START EXERCISE INPUTS

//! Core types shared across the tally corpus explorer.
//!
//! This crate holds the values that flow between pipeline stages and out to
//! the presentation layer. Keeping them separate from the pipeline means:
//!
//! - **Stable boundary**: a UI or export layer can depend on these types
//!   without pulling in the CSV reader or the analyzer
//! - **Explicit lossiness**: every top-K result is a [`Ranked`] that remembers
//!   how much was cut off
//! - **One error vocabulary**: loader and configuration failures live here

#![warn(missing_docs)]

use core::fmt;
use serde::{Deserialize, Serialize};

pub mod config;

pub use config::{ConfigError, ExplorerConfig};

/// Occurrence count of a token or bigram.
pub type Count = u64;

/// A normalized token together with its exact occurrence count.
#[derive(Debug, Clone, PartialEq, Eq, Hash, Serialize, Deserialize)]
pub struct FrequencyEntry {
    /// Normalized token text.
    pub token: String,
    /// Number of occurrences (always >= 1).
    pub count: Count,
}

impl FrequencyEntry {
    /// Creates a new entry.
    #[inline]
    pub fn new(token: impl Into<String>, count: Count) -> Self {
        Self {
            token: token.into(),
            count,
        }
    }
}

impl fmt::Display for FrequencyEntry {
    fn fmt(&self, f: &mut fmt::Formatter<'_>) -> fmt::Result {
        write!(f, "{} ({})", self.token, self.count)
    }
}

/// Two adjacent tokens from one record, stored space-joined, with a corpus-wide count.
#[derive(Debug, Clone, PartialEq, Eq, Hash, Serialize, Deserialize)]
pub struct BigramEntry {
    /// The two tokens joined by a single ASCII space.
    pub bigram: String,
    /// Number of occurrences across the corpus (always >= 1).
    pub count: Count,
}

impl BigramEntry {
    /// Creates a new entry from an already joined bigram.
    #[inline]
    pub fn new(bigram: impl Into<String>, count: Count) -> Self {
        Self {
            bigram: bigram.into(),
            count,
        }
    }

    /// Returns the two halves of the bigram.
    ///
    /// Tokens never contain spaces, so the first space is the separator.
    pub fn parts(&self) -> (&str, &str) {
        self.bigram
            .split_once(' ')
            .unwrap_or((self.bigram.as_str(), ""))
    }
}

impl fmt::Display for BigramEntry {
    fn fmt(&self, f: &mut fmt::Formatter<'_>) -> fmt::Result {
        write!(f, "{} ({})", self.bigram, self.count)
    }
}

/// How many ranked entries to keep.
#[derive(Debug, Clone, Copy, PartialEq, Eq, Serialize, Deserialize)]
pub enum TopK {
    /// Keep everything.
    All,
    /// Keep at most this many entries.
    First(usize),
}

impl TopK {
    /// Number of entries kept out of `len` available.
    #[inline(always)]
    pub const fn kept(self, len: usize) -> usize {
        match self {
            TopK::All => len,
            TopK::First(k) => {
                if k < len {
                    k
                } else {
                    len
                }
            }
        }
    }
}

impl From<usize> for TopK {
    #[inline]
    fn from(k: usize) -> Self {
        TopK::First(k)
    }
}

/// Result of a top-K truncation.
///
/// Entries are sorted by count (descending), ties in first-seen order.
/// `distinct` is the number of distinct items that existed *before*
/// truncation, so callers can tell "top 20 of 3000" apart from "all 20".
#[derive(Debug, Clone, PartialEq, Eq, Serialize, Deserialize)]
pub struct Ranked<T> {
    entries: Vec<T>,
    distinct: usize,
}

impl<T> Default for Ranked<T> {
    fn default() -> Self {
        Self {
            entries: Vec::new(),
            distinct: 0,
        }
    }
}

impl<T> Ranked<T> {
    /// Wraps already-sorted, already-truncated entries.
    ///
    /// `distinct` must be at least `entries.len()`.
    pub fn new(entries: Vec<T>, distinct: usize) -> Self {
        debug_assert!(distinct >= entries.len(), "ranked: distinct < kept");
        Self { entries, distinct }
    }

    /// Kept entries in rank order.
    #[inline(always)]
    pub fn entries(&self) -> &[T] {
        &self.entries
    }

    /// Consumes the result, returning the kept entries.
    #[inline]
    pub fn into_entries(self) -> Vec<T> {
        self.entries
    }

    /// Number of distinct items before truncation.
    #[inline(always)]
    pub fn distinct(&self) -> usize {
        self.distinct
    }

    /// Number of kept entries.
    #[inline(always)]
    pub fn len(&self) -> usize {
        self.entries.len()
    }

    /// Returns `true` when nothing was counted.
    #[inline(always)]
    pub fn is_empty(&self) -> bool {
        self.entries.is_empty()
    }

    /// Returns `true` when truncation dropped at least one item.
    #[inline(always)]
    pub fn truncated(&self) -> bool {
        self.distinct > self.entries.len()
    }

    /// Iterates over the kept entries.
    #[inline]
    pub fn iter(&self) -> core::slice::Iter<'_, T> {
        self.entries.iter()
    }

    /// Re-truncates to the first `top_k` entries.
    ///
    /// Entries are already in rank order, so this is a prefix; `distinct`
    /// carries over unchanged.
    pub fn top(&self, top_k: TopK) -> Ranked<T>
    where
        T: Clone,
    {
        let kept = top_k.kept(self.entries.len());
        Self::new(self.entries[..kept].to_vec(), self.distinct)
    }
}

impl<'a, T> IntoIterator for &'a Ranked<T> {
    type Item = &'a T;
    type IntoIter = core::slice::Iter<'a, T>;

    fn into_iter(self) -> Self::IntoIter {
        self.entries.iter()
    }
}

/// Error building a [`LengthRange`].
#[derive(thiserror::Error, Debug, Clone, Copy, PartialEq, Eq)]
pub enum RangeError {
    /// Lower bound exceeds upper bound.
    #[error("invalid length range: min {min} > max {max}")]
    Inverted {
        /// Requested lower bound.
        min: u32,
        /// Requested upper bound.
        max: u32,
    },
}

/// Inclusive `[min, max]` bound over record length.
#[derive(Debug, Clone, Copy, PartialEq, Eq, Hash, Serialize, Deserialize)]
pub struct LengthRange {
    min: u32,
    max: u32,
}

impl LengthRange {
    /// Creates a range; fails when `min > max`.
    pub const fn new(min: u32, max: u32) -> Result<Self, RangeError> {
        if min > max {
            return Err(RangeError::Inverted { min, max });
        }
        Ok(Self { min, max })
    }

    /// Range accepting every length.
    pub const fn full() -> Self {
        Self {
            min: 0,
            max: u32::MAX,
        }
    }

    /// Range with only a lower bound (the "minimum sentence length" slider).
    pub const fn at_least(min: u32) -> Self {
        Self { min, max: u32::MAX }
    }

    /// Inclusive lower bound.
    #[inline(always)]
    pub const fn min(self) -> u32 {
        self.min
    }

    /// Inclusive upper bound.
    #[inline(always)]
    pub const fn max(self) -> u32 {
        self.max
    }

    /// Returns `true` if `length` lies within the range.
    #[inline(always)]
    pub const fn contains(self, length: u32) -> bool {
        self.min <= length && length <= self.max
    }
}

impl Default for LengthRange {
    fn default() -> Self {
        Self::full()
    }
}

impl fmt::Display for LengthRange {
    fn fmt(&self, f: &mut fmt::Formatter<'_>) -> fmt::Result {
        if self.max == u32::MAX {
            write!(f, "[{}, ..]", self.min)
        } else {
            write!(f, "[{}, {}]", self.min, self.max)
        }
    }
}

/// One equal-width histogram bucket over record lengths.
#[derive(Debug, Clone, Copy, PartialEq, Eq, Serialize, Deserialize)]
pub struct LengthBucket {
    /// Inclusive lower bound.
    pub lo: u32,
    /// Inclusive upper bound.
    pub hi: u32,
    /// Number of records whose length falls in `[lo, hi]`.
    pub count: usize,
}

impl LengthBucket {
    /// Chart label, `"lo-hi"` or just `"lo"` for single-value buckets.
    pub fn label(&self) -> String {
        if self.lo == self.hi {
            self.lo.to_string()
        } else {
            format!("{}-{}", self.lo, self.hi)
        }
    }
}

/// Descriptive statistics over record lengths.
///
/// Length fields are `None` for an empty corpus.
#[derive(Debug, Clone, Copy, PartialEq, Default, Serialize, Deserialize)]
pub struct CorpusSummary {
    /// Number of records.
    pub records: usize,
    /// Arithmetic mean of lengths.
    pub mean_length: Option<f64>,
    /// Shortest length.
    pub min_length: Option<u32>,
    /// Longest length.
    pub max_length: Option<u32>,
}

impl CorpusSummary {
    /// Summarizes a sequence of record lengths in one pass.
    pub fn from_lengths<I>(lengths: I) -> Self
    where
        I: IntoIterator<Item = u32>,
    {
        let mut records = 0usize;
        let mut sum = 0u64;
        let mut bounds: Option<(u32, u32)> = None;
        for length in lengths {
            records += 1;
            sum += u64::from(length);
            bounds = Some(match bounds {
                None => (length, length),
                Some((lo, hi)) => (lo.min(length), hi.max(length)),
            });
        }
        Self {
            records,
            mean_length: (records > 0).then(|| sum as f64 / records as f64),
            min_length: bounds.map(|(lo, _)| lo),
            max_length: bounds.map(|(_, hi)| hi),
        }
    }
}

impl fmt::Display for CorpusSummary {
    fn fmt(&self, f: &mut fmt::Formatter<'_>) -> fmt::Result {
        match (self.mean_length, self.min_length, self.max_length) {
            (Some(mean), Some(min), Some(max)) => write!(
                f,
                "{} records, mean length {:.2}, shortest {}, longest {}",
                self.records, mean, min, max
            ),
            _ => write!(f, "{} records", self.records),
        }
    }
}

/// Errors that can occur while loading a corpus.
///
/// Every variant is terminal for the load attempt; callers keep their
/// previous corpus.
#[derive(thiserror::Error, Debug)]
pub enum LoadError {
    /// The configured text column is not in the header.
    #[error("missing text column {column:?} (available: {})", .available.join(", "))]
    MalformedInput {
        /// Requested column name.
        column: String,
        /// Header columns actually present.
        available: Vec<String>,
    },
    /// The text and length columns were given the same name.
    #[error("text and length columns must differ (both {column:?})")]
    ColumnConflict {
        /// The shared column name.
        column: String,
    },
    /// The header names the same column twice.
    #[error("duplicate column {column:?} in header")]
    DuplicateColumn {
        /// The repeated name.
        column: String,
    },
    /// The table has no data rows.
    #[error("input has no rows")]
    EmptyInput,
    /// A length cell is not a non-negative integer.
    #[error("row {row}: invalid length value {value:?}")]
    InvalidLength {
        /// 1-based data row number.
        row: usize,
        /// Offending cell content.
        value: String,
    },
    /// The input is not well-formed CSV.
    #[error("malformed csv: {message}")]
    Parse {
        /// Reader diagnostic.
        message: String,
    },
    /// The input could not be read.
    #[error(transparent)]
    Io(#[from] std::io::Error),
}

END EXERCISE INPUTS
START EXERCISE INPUTS

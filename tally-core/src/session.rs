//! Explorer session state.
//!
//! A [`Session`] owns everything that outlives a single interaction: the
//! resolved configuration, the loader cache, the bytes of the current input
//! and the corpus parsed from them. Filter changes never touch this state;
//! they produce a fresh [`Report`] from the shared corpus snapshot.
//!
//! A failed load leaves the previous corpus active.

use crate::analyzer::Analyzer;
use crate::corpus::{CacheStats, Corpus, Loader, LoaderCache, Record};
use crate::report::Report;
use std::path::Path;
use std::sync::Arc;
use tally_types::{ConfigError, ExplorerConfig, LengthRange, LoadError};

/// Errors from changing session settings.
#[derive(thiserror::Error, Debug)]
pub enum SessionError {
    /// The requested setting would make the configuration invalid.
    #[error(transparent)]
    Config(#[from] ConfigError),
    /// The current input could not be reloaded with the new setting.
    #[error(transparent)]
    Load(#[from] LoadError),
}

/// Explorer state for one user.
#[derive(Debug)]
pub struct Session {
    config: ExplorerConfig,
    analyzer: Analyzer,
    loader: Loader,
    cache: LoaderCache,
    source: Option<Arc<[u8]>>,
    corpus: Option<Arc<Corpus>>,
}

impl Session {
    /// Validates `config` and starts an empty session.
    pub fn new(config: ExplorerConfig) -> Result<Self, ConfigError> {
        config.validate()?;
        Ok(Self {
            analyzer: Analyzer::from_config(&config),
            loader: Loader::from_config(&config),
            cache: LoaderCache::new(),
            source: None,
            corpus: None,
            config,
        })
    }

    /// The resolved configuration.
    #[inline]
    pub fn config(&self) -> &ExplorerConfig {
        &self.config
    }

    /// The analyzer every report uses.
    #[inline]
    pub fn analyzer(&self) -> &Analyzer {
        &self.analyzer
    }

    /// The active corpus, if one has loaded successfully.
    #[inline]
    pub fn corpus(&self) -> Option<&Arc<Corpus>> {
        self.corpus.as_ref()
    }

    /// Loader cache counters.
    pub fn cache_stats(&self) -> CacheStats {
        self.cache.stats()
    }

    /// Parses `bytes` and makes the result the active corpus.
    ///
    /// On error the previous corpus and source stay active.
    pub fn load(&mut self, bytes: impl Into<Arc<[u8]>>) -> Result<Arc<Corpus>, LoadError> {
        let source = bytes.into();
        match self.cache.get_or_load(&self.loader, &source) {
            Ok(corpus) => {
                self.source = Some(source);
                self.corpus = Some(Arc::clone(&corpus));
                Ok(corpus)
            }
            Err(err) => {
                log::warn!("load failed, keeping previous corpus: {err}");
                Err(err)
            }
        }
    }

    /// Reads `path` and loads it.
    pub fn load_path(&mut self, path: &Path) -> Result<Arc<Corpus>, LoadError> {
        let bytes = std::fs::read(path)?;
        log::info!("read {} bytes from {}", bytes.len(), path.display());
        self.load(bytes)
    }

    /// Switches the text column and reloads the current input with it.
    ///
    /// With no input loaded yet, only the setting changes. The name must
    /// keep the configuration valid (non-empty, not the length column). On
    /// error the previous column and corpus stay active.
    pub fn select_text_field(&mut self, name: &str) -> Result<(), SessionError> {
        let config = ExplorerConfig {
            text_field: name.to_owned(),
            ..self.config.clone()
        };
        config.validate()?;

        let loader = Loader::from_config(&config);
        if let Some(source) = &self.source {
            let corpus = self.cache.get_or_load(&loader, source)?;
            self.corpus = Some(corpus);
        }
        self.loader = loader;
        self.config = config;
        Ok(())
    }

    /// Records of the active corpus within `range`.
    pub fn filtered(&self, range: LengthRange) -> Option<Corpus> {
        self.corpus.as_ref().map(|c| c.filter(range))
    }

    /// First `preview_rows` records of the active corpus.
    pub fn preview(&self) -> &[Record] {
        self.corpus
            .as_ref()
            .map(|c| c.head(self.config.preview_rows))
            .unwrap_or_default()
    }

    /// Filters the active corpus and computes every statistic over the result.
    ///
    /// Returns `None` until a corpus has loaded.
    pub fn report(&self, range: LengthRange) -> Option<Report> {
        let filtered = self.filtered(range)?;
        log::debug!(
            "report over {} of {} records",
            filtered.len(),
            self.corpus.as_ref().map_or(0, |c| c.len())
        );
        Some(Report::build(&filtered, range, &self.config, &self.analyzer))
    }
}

END EXERCISE INPUTS

## REQUIRED WORK
Working from the records above, find how many lines contain the string "across" and answer with the bare number.

## EXPECTED OUTPUT
2